The United Nations High Commissioner for Human Rights, Volker Turk, on Tuesday called for the «immediate» release of prominent Egyptian activist Alaa Abdelfatah, after he announced that he is refusing to drink water as part of a hunger strike he has been on for more than 200 days to protest against his imprisonment in the African country.
«I call on the Egyptian government to immediately release Abdelfatah from prison and give him the necessary medical treatment,» said Turk, who warned that the activist «is in grave danger.» «This dry hunger strike puts his life at serious risk,» he said, before adding that the issue of this activist and other «individuals arbitrarily deprived of their freedom» has been addressed «on multiple occasions» with the authorities in Cairo.
He called on Egypt to «fulfill its human rights obligations and immediately release all those arbitrarily detained, including those detained pending trial, as well as those unjustly convicted». «No one should be detained for exercising their basic rights or defending those of others,» Turk explained.

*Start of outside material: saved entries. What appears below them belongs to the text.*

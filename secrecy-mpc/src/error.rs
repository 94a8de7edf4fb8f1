use thiserror::Error;

/// An Error enum capturing the errors produced by this crate.
#[derive(Error, Debug)]
pub enum Error {
    /// Config Error
    #[error("Invalid Configuration")]
    ConfigError,
    /// Invalid number of parties
    #[error("Invalid number of parties {0}")]
    NumPartyError(usize),
    /// Invalid party id provided
    #[error("Invalid Party id {0}")]
    IdError(usize),
    /// A IO error has occurred
    #[error("IO error")]
    IOError(#[from] std::io::Error),
    /// Message size is invalid
    #[error("Message size is invalid")]
    InvalidMessageSize,
    /// A primitive that needs correlated randomness was used before the seeds were exchanged
    #[error("PRF is not initialized, call setup_prf first")]
    PrfNotInitialized,
    /// An operator needs an input size that is a power of two
    #[error("{0} is not a power of two")]
    NotPowerOfTwo(usize),
    /// Size is invalid
    #[error("Size is invalid")]
    InvalidSizeError,
    /// Column index out of range
    #[error("Invalid column {0}")]
    InvalidColumn(usize),
    /// Invalid value provided
    #[error("Invalid value: {0}")]
    ValueError(String),
    /// Error from the color_eyre crate
    #[error("ColorEyre error")]
    ColorEyreError(#[from] color_eyre::Report),
    /// Some other error has occurred.
    #[error("Err: {0}")]
    Other(String),
}

impl From<String> for Error {
    fn from(mes: String) -> Self {
        Self::Other(mes)
    }
}
impl From<&str> for Error {
    fn from(mes: &str) -> Self {
        Self::Other(mes.to_owned())
    }
}
use super::predicate::{ArithPredicate, Predicate};
use super::table::{AShareTable, BShareTable};
use super::RelationalProtocol;
use crate::error::Error;
use crate::rep3::protocol::Rep3;
use crate::rep3::share::{AShare, BShare, BitShare};
use crate::traits::network_trait::NetworkTrait;

impl<N: NetworkTrait> RelationalProtocol<N> {
    /// One selection bit per row, all rows in one batch.
    pub async fn select(
        &mut self,
        table: &BShareTable,
        predicate: &Predicate,
    ) -> Result<Vec<BitShare>, Error> {
        for col in predicate.columns() {
            table.check_column(col)?;
        }
        tracing::debug!("select {:?} on {} rows", predicate, table.num_rows());

        match *predicate {
            Predicate::Equal { left, right } => {
                let (x, y) = (table.column(left)?, table.column(right)?);
                self.mpc.eq_many(&x, &y).await
            }
            Predicate::Greater { left, right } => {
                let (x, y) = (table.column(left)?, table.column(right)?);
                self.mpc.greater_many(&x, &y).await
            }
            Predicate::GreaterEqual { left, right } => {
                let (x, y) = (table.column(left)?, table.column(right)?);
                self.mpc.geq_many(&x, &y).await
            }
            Predicate::GreaterConst { col, constant } => {
                let x = table.column(col)?;
                let y = vec![constant; x.len()];
                self.mpc.greater_many(&x, &y).await
            }
            Predicate::EqualConst { col, constant } => {
                let x = table.column(col)?;
                let y = vec![constant; x.len()];
                self.mpc.eq_many(&x, &y).await
            }
            Predicate::LessThanZero { col } => {
                let x = table.column(col)?;
                Ok(Rep3::<N>::ltz_many(&x))
            }
        }
    }

    /// Equality selection on arithmetic shares. The difference of both sides
    /// is converted to boolean and compared against zero, so the results are
    /// boolean selection bits like [`Self::select`] returns.
    pub async fn select_a(
        &mut self,
        table: &AShareTable,
        predicate: &ArithPredicate,
    ) -> Result<Vec<BitShare>, Error> {
        for col in predicate.columns() {
            table.check_column(col)?;
        }
        tracing::debug!("select {:?} on {} arithmetic rows", predicate, table.num_rows());

        let diff: Vec<AShare> = match *predicate {
            ArithPredicate::Equal { left, right } => table
                .column(left)?
                .into_iter()
                .zip(table.column(right)?)
                .map(|(x, y)| x - y)
                .collect(),
            ArithPredicate::EqualConst { col, constant } => table
                .column(col)?
                .into_iter()
                .map(|x| self.mpc.sub_const(x, constant))
                .collect(),
        };
        let diff = self.mpc.a2b_many(&diff).await?;
        self.mpc.eq_const_many(&diff, 0).await
    }

    /// Row-wise conjunction of two selection vectors.
    pub async fn and_columns(
        &mut self,
        a: &[BitShare],
        b: &[BitShare],
    ) -> Result<Vec<BitShare>, Error> {
        let res = self.mpc.and_many(a, b).await?;
        Ok(res.into_iter().map(BShare::lsb).collect())
    }
}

He also called on the Egyptian authorities to review all laws limiting freedom of expression, assembly and association and warned against possible reprisals against people who support activists, particularly Abdelfatah’s family members, while stressing that it is the government’s responsibility to protect the rights and safety of the population.
Abdelfatá, a leading Egyptian blogger and one of the main figures in the popular uprising against Hosni Mubarak in 2011 as part of the ‘Arab Spring’, has been in prison for nine years and in 2021 was sentenced to another five-year jail term for «spreading false news», charges that various NGOs have labeled as trumped up.
The current Egyptian president, Abdelfatá al Sisi, came to power in a coup d’état in July 2013, which he led after a series of mass demonstrations against the then president, the Islamist Mohamed Mursi, the first democratically elected president of the country, who died in 2019 during a court hearing against him following his arrest after the uprising.
The leader has promoted a broad campaign of repression and persecution against opponents, both liberal groups and Islamist organizations – going so far as to declare the Muslim Brotherhood a terrorist organization – an initiative that human rights groups have denounced as the most serious in recent times.